The “electronic Frailty Index (eFI)” is discussed, by NHS England’s National Clinical Director for Older People and Person Centred Integrated Care, as a validated tool which might assist in the proactive identification, diagnosis and management of frailty.
Potentially, the eFI can analyse data already collected and coded routinely within general practices to differentiate between older patients with mild, moderate and severe levels of frailty. The aim is then to target resources more precisely to better avoid the risk of costly adverse outcomes such as avoidable mortality, preventable hospitalisations or premature / unnecessary nursing home admissions.

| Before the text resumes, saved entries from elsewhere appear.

//! Credential manager: lazy login exchange and bearer-token caching.

use chrono::{DateTime, Duration, Utc};
use reqwest::StatusCode;
use serde::{Deserialize, Serialize};
use tokio::sync::Mutex;
use tracing::{debug, info};
use url::Url;

use crate::errors::{MeridianError, Result};

const LOGIN_PATH: &str = "/v2/login";

/// Tokens are treated as expired this many seconds before their nominal
/// expiry to avoid racing a server-side revocation.
const EXPIRY_SKEW_SECS: i64 = 30;

#[derive(Serialize)]
#[serde(rename_all = "camelCase")]
struct LoginRequest<'a> {
    access_key: &'a str,
    secret_key: &'a str,
}

/// Login exchange response. The server also sends `tokenType`, which is
/// ignored (assumed to be `Bearer`).
#[derive(Deserialize)]
#[serde(rename_all = "camelCase")]
struct LoginResponse {
    access_token: String,
    /// Unix-epoch seconds.
    expires_at: i64,
}

struct CachedToken {
    token: String,
    expires_at: DateTime<Utc>,
}

/// Holds the immutable credential pair and the current bearer token.
///
/// A freshly constructed manager holds no token; the first call to
/// [`TokenManager::bearer_token`] performs the login exchange.
pub(crate) struct TokenManager {
    access_key: String,
    secret_key: String,
    state: Mutex<Option<CachedToken>>,
}

impl TokenManager {
    pub(crate) fn new(access_key: String, secret_key: String) -> Self {
        Self { access_key, secret_key, state: Mutex::new(None) }
    }

    /// Return a bearer token valid at the instant of the call,
    /// performing the login exchange when the cache is empty or
    /// expired.
    ///
    /// The cache lock is held across the exchange, so concurrent
    /// callers racing an expired token produce a single login and all
    /// reuse its result. The `(token, expiry)` pair is only ever
    /// written as a unit under the lock.
    pub(crate) async fn bearer_token(
        &self,
        transport: &reqwest::Client,
        base_url: &Url,
        user_agent: &str,
    ) -> Result<String> {
        let mut state = self.state.lock().await;

        if let Some(cached) = state.as_ref() {
            if Utc::now() < cached.expires_at {
                return Ok(cached.token.clone());
            }
            debug!("cached token expired, re-authenticating");
        }

        let url = base_url
            .join(LOGIN_PATH)
            .map_err(|e| MeridianError::Configuration(format!("cannot resolve login URL: {e}")))?;

        debug!(url = %url, "performing login exchange");

        // The login request itself carries no Authorization header.
        let response = transport
            .post(url)
            .header(reqwest::header::USER_AGENT, user_agent)
            .json(&LoginRequest {
                access_key: &self.access_key,
                secret_key: &self.secret_key,
            })
            .send()
            .await?;

        let status = response.status();
        if status != StatusCode::OK {
            let body = response.text().await.unwrap_or_default();
            return Err(MeridianError::Authentication { status, body });
        }

        let bytes = response.bytes().await?;
        let login: LoginResponse = serde_json::from_slice(&bytes)
            .map_err(|e| MeridianError::Decoding(format!("login response: {e}")))?;

        let expires_at = DateTime::<Utc>::from_timestamp(login.expires_at, 0).ok_or_else(|| {
            MeridianError::Decoding(format!(
                "login response: expiresAt {} is out of range",
                login.expires_at
            ))
        })? - Duration::seconds(EXPIRY_SKEW_SECS);

        info!(expires_at = %expires_at, "authenticated against the control plane");

        let token = login.access_token.clone();
        *state = Some(CachedToken { token: login.access_token, expires_at });
        Ok(token)
    }
}
//! Shared wire shapes used by every list endpoint.

use serde::{Deserialize, Serialize};

/// One page of a listed collection.
///
/// Every list endpoint returns `{"data": [...], "totalCount": N}` where
/// `totalCount` is the size of the full collection, not of this page.
#[derive(Debug, Clone, Serialize, Deserialize, PartialEq)]
#[serde(rename_all = "camelCase")]
pub struct Page<T> {
    pub data: Vec<T>,
    pub total_count: u64,
}
//! HTTP core: request pipeline and response classification.
//!
//! # Architecture
//!
//! - One transport handle shared by the login exchange and payload
//!   calls, so a caller-supplied timeout or cancellation covers both
//! - Lazy bearer authentication before every dispatch
//! - Response bodies fully consumed or discarded on every exit path,
//!   classified-error and decode-failure paths included

use reqwest::{Method, Response, StatusCode};
use serde::de::DeserializeOwned;
use serde::Serialize;
use tracing::debug;
use url::Url;

use crate::auth::TokenManager;
use crate::errors::{MeridianError, Result};

/// Shared state behind every service facade: base endpoint, transport,
/// identifying tag and the credential manager.
pub(crate) struct ApiCore {
    pub(crate) base_url: Url,
    pub(crate) transport: reqwest::Client,
    pub(crate) user_agent: String,
    pub(crate) tokens: TokenManager,
}

impl ApiCore {
    /// Construct and execute a request against a relative path.
    ///
    /// Acquires a bearer token first and propagates its error without
    /// contacting the transport. A supplied body is serialized as JSON
    /// and sets `Content-Type: application/json`; an absent body sends
    /// neither. Path components containing arbitrary characters must be
    /// percent-encoded by the caller before composition.
    pub(crate) async fn dispatch<B>(
        &self,
        method: Method,
        path: &str,
        body: Option<&B>,
    ) -> Result<Response>
    where
        B: Serialize + ?Sized,
    {
        let token = self
            .tokens
            .bearer_token(&self.transport, &self.base_url, &self.user_agent)
            .await?;

        let url = self
            .base_url
            .join(path)
            .map_err(|e| MeridianError::Configuration(format!("cannot resolve '{path}': {e}")))?;

        debug!(%method, %url, "dispatching request");

        let mut request = self
            .transport
            .request(method, url)
            .header(reqwest::header::AUTHORIZATION, format!("Bearer {token}"))
            .header(reqwest::header::USER_AGENT, &self.user_agent);

        if let Some(body) = body {
            request = request.json(body);
        }

        let response = request.send().await?;
        debug!(status = %response.status(), "received response");
        Ok(response)
    }

    /// Dispatch and decode a JSON success body.
    pub(crate) async fn request_json<B, T>(
        &self,
        method: Method,
        path: &str,
        body: Option<&B>,
        success: &[StatusCode],
    ) -> Result<T>
    where
        B: Serialize + ?Sized,
        T: DeserializeOwned,
    {
        let response = self.dispatch(method, path, body).await?;
        Self::decode_json(response, success).await
    }

    /// Dispatch a call whose success carries no meaningful body.
    pub(crate) async fn request_empty<B>(
        &self,
        method: Method,
        path: &str,
        body: Option<&B>,
        success: &[StatusCode],
    ) -> Result<()>
    where
        B: Serialize + ?Sized,
    {
        let response = self.dispatch(method, path, body).await?;
        Self::expect_empty(response, success).await
    }

    /// GET a single resource, mapping HTTP 404 to a not-found error
    /// that names the looked-up identifier.
    pub(crate) async fn fetch_single<T>(&self, path: &str, id: &str) -> Result<T>
    where
        T: DeserializeOwned,
    {
        let response = self.dispatch::<()>(Method::GET, path, None).await?;
        if response.status() == StatusCode::NOT_FOUND {
            let _ = response.bytes().await;
            return Err(MeridianError::not_found(id));
        }
        Self::decode_json(response, &[StatusCode::OK]).await
    }

    /// Decode a response declared to carry a JSON body on success.
    ///
    /// The body is read in full before decoding, so a decode failure
    /// still releases the connection.
    pub(crate) async fn decode_json<T>(response: Response, success: &[StatusCode]) -> Result<T>
    where
        T: DeserializeOwned,
    {
        let status = response.status();
        if !success.contains(&status) {
            return Err(Self::classify_failure(response).await);
        }
        let bytes = response.bytes().await?;
        serde_json::from_slice(&bytes)
            .map_err(|e| MeridianError::Decoding(format!("response body: {e}")))
    }

    /// Drain and discard a response declared to carry no body.
    pub(crate) async fn expect_empty(response: Response, success: &[StatusCode]) -> Result<()> {
        let status = response.status();
        if !success.contains(&status) {
            return Err(Self::classify_failure(response).await);
        }
        let _ = response.bytes().await;
        Ok(())
    }

    /// Read the failure body (best effort, decode failures collapse to
    /// empty text) and wrap status plus raw text.
    async fn classify_failure(response: Response) -> MeridianError {
        let status = response.status();
        let body = response.text().await.unwrap_or_default();
        MeridianError::ApiRequest { status, body }
    }
}
//! Client configuration and construction.

use std::time::Duration;

use url::Url;

use crate::auth::TokenManager;
use crate::client::{MeridianClient, USER_AGENT};
use crate::errors::{MeridianError, Result};
use crate::http::ApiCore;

/// Documented production endpoint, used when none is supplied.
pub const DEFAULT_ENDPOINT: &str = "https://api.meridian.io";

const DEFAULT_TIMEOUT_SECS: u64 = 30;

/// Builder for [`MeridianClient`].
///
/// `access_key` and `secret_key` are required and must be non-empty;
/// `endpoint` and `transport` are optional. Construction performs no
/// network traffic.
#[derive(Debug, Default)]
pub struct ClientBuilder {
    access_key: Option<String>,
    secret_key: Option<String>,
    endpoint: Option<String>,
    transport: Option<reqwest::Client>,
}

impl ClientBuilder {
    /// Credential identifier used by the login exchange.
    #[must_use]
    pub fn access_key(mut self, access_key: impl Into<String>) -> Self {
        self.access_key = Some(access_key.into());
        self
    }

    /// Credential secret used by the login exchange.
    #[must_use]
    pub fn secret_key(mut self, secret_key: impl Into<String>) -> Self {
        self.secret_key = Some(secret_key.into());
        self
    }

    /// Base HTTPS URL of the control plane; defaults to
    /// [`DEFAULT_ENDPOINT`].
    #[must_use]
    pub fn endpoint(mut self, endpoint: impl Into<String>) -> Self {
        self.endpoint = Some(endpoint.into());
        self
    }

    /// Inject an HTTP transport, e.g. to supply a custom timeout. The
    /// default transport enforces a 30-second ceiling on the whole
    /// round-trip.
    #[must_use]
    pub fn transport(mut self, transport: reqwest::Client) -> Self {
        self.transport = Some(transport);
        self
    }

    /// Validate the configuration and build the client.
    ///
    /// # Errors
    ///
    /// Returns a configuration error when either credential is missing
    /// or empty, the endpoint fails URL parsing, or the default
    /// transport cannot be built.
    pub fn build(self) -> Result<MeridianClient> {
        let access_key = match self.access_key {
            Some(key) if !key.is_empty() => key,
            _ => {
                return Err(MeridianError::Configuration(
                    "access key is required and must not be empty".into(),
                ))
            }
        };
        let secret_key = match self.secret_key {
            Some(key) if !key.is_empty() => key,
            _ => {
                return Err(MeridianError::Configuration(
                    "secret key is required and must not be empty".into(),
                ))
            }
        };

        let endpoint = self.endpoint.unwrap_or_else(|| DEFAULT_ENDPOINT.to_string());
        let base_url = Url::parse(&endpoint)
            .map_err(|e| MeridianError::Configuration(format!("invalid endpoint '{endpoint}': {e}")))?;
        if base_url.cannot_be_a_base() {
            return Err(MeridianError::Configuration(format!(
                "endpoint '{endpoint}' cannot serve as a base URL"
            )));
        }

        let transport = match self.transport {
            Some(transport) => transport,
            None => reqwest::Client::builder()
                .timeout(Duration::from_secs(DEFAULT_TIMEOUT_SECS))
                .build()
                .map_err(|e| {
                    MeridianError::Configuration(format!("failed to build default transport: {e}"))
                })?,
        };

        Ok(MeridianClient::from_parts(ApiCore {
            base_url,
            transport,
            user_agent: USER_AGENT.to_string(),
            tokens: TokenManager::new(access_key, secret_key),
        }))
    }
}
//! Variable-set resources.

use serde::{Deserialize, Serialize};

/// A named collection of variables attachable to a scope.
#[derive(Debug, Clone, Serialize, Deserialize, PartialEq)]
#[serde(rename_all = "camelCase")]
pub struct VariableSet {
    pub id: String,
    pub name: String,
    /// Attachment scope, e.g. `"organization"`, `"project"` or
    /// `"workspace"`.
    pub scope: String,
    #[serde(default)]
    pub variables: Vec<Variable>,
}

#[derive(Debug, Clone, Serialize, Deserialize, PartialEq)]
#[serde(rename_all = "camelCase")]
pub struct Variable {
    pub key: String,
    pub value: String,
    #[serde(default)]
    pub sensitive: bool,
}

#[derive(Debug, Clone, Serialize, Deserialize, PartialEq)]
#[serde(rename_all = "camelCase")]
pub struct CreateVariableSetRequest {
    pub name: String,
    pub scope: String,
    #[serde(default)]
    pub variables: Vec<Variable>,
}
//! # Meridian Client
//!
//! Typed async client for the Meridian cloud-governance control plane.
//!
//! The client owns the base endpoint, acquires and reuses short-lived
//! bearer credentials, and classifies responses into typed results or
//! typed errors. Service facades (`client.projects()`, …) expose the
//! per-family CRUD operations and delegate every HTTP concern to the
//! core.
//!
//! ## Architecture
//! - Lazy authentication: construction performs no network traffic;
//!   the first call that needs a token performs the login exchange
//! - Single-flight re-login under one lock; callers holding a valid
//!   token never wait on the exchange of another caller
//! - No retries, queueing or background work; concurrency is whatever
//!   the caller provides
//!
//! ```no_run
//! # async fn example() -> meridian_client::Result<()> {
//! use meridian_client::MeridianClient;
//!
//! let client = MeridianClient::builder()
//!     .access_key("AK")
//!     .secret_key("SK")
//!     .build()?;
//!
//! let page = client.projects().list(10, 0, "").await?;
//! for project in page.data {
//!     println!("{} {}", project.id, project.name);
//! }
//! # Ok(())
//! # }
//! ```

mod auth;
mod client;
mod config;
mod errors;
mod http;
mod services;

pub use client::MeridianClient;
pub use config::{ClientBuilder, DEFAULT_ENDPOINT};
pub use errors::{MeridianError, Result};
pub use services::{
    BackupPoliciesService, GovernancePoliciesService, GuardrailsService, ProjectsService,
    VariableSetsService, WorkspacesService,
};

// Re-export the domain models so callers need a single dependency.
pub use meridian_domain as domain;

“ …screening for frailty now creates the opportunity to identify people in our local populations living with severe frailty, thereby opening the way for targeted assessment of need and better coordination and planning for delivery of interventions. This provides us with greater opportunity to reduce the likelihood and impact of significant future life events”.
Why is diagnosing frailty important? – Professor Martin Vernon. [Online]: NHS England, September 19th 2016.
This relates to:
Clegg, A. Bates, C. [and] Young, J. [et al] (2016). Development and validation of an electronic frailty index using routine primary care electronic health record data. Age and Ageing. May 2016; 45(3): 353-60.
On Count-Based Scores for Measuring and Predicting Multimorbidity
Writing from a contrary position, probably, the authors of the following article appear to cast doubt on the value of count-based measures of multi-morbidity when it comes to predicting emergency admissions, functional decline and other adverse outcomes.
Wallace, E. McDowell, R. Bennett, K. [et al] (2016). Comparison of count-based multimorbidity measures in predicting emergency admission and functional decline in older community-dwelling adults: a prospective cohort study. BMJ Open. September 20th 2016; 6(9): e013089.